▸ **Exercise brief**: Could you please return each line of the data that has the word "await"?
[Opening Supplied records section]
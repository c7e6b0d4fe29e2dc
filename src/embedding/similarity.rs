//! Cosine similarity between embedding vectors

use crate::EmbedError;

/// Computes cosine similarity between two vectors
///
/// Returns exactly `0.0` when either vector has zero norm instead of
/// propagating a NaN. The result is not clamped; callers use it purely as a
/// sort key, so the natural [-1, 1] cosine range is fine.
///
/// # Arguments
///
/// * `a` - First vector
/// * `b` - Second vector, must have the same length as `a`
///
/// # Returns
///
/// * `Ok(f32)` - The cosine similarity
/// * `Err(EmbedError::DimensionMismatch)` - Vector lengths differ
///
/// # Example
///
/// ```
/// use lantern::embedding::cosine;
///
/// let sim = cosine(&[1.0, 0.0], &[1.0, 0.0]).unwrap();
/// assert!((sim - 1.0).abs() < 1e-6);
/// ```
pub fn cosine(a: &[f32], b: &[f32]) -> Result<f32, EmbedError> {
    if a.len() != b.len() {
        return Err(EmbedError::DimensionMismatch {
            left: a.len(),
            right: b.len(),
        });
    }

    let dot: f32 = a.iter().zip(b.iter()).map(|(x, y)| x * y).sum();
    let norm_a: f32 = a.iter().map(|x| x * x).sum::<f32>().sqrt();
    let norm_b: f32 = b.iter().map(|x| x * x).sum::<f32>().sqrt();

    if norm_a == 0.0 || norm_b == 0.0 {
        return Ok(0.0);
    }

    Ok(dot / (norm_a * norm_b))
}
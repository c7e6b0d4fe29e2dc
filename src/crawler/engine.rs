//! Crawl engine - the core crawl-and-rank state machine
//!
//! The engine owns the frontier (FIFO queue), the visited set, and the page
//! budget for one run. URLs are processed strictly sequentially: pop, fetch,
//! analyze, record, enqueue discovered links. Per-URL failures are isolated
//! and skipped; nothing short of argument errors aborts a run. The final
//! result is the processed pages sorted by relevance, most relevant first.

use crate::crawler::analyzer::PageAnalyzer;
use crate::crawler::fetcher::PageFetcher;
use std::cmp::Ordering;
use std::collections::{HashSet, VecDeque};
use url::Url;

/// One successfully processed page
///
/// Created once per fetched-and-analyzed URL and immutable afterwards. Title
/// and favicon stay optional here; sentinel strings belong to the output
/// boundary only.
#[derive(Debug, Clone)]
pub struct PageRecord {
    /// The page URL as it was crawled
    pub url: String,

    /// Cosine similarity against the query (0.0 when scoring failed)
    pub similarity: f32,

    /// The favicon URL, if one was found
    pub favicon: Option<String>,

    /// The page title, if present
    pub title: Option<String>,
}

/// The outcome of one crawl run: pages ranked most-relevant first
///
/// Ties keep their processing order (the sort is stable).
#[derive(Debug, Clone, Default)]
pub struct CrawlResult {
    pub pages: Vec<PageRecord>,
}

impl CrawlResult {
    /// Number of pages processed during the run
    pub fn len(&self) -> usize {
        self.pages.len()
    }

    /// Whether the run produced no pages
    pub fn is_empty(&self) -> bool {
        self.pages.is_empty()
    }
}

/// The crawl orchestrator
///
/// Holds the per-page collaborators; all per-run state (frontier, visited
/// set, budget counter, results) lives inside [`CrawlEngine::run`] and is
/// discarded when the run ends.
pub struct CrawlEngine {
    fetcher: PageFetcher,
    analyzer: PageAnalyzer,
}

impl CrawlEngine {
    /// Creates a new engine from its collaborators
    pub fn new(fetcher: PageFetcher, analyzer: PageAnalyzer) -> Self {
        Self { fetcher, analyzer }
    }

    /// Runs a bounded breadth-first crawl from `seed`, ranking pages against
    /// `query`
    ///
    /// The crawl terminates when the frontier is empty or `budget` pages have
    /// been successfully processed, whichever comes first. A failed fetch does
    /// not count against the budget and ends that branch of the link graph.
    ///
    /// # Arguments
    ///
    /// * `seed` - The starting URL
    /// * `query` - Free-text query the pages are scored against
    /// * `budget` - Maximum number of successfully processed pages
    pub async fn run(&self, seed: &str, query: &str, budget: usize) -> CrawlResult {
        let mut frontier: VecDeque<String> = VecDeque::new();
        let mut visited: HashSet<String> = HashSet::new();
        let mut records: Vec<PageRecord> = Vec::new();
        let mut processed = 0usize;

        // Invariant: a URL enters the visited set at the same step it enters
        // the frontier, before it is ever fetched
        frontier.push_back(seed.to_string());
        visited.insert(seed.to_string());

        tracing::info!("Starting crawl from {} with budget {}", seed, budget);
        let start_time = std::time::Instant::now();

        while processed < budget {
            let url = match frontier.pop_front() {
                Some(url) => url,
                None => {
                    tracing::info!("Frontier is empty, crawl exhausted");
                    break;
                }
            };

            tracing::debug!("Processing URL: {}", url);

            // The page's own URL doubles as the base for relative resolution
            let base_url = match Url::parse(&url) {
                Ok(parsed) => parsed,
                Err(e) => {
                    tracing::warn!("Skipping unparseable URL {}: {}", url, e);
                    continue;
                }
            };

            let html = match self.fetcher.fetch(&url).await {
                Ok(body) => body,
                Err(e) => {
                    // Dead end: not counted, links never discovered
                    tracing::warn!("Failed to fetch {}: {}", url, e);
                    continue;
                }
            };

            let analysis = self.analyzer.analyze(&html, query, &base_url).await;

            records.push(PageRecord {
                url: url.clone(),
                similarity: analysis.similarity,
                favicon: analysis.favicon,
                title: analysis.title,
            });
            processed += 1;

            tracing::debug!(
                "Processed {} ({}/{}), similarity {:.4}, {} link(s) discovered",
                url,
                processed,
                budget,
                analysis.similarity,
                analysis.links.len()
            );

            // The budget check here only avoids frontier bloat near the edge;
            // the loop condition above is the authoritative gate
            for link in analysis.links {
                if processed >= budget {
                    break;
                }
                if !visited.contains(&link) {
                    visited.insert(link.clone());
                    frontier.push_back(link);
                }
            }
        }

        tracing::info!(
            "Crawl finished: {} page(s) processed in {:?}, {} URL(s) left in frontier",
            processed,
            start_time.elapsed(),
            frontier.len()
        );

        // Stable sort keeps processing order for equal scores. Similarities
        // are never NaN (the scorer maps zero norms to 0.0), so ties on
        // incomparable values cannot reorder anything meaningful.
        records.sort_by(|a, b| {
            b.similarity
                .partial_cmp(&a.similarity)
                .unwrap_or(Ordering::Equal)
        });

        CrawlResult { pages: records }
    }
}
[Closing Supplied records section]
▸ **Task response**:
            let html = match self.fetcher.fetch(&url).await {
            let analysis = self.analyzer.analyze(&html, query, &base_url).await;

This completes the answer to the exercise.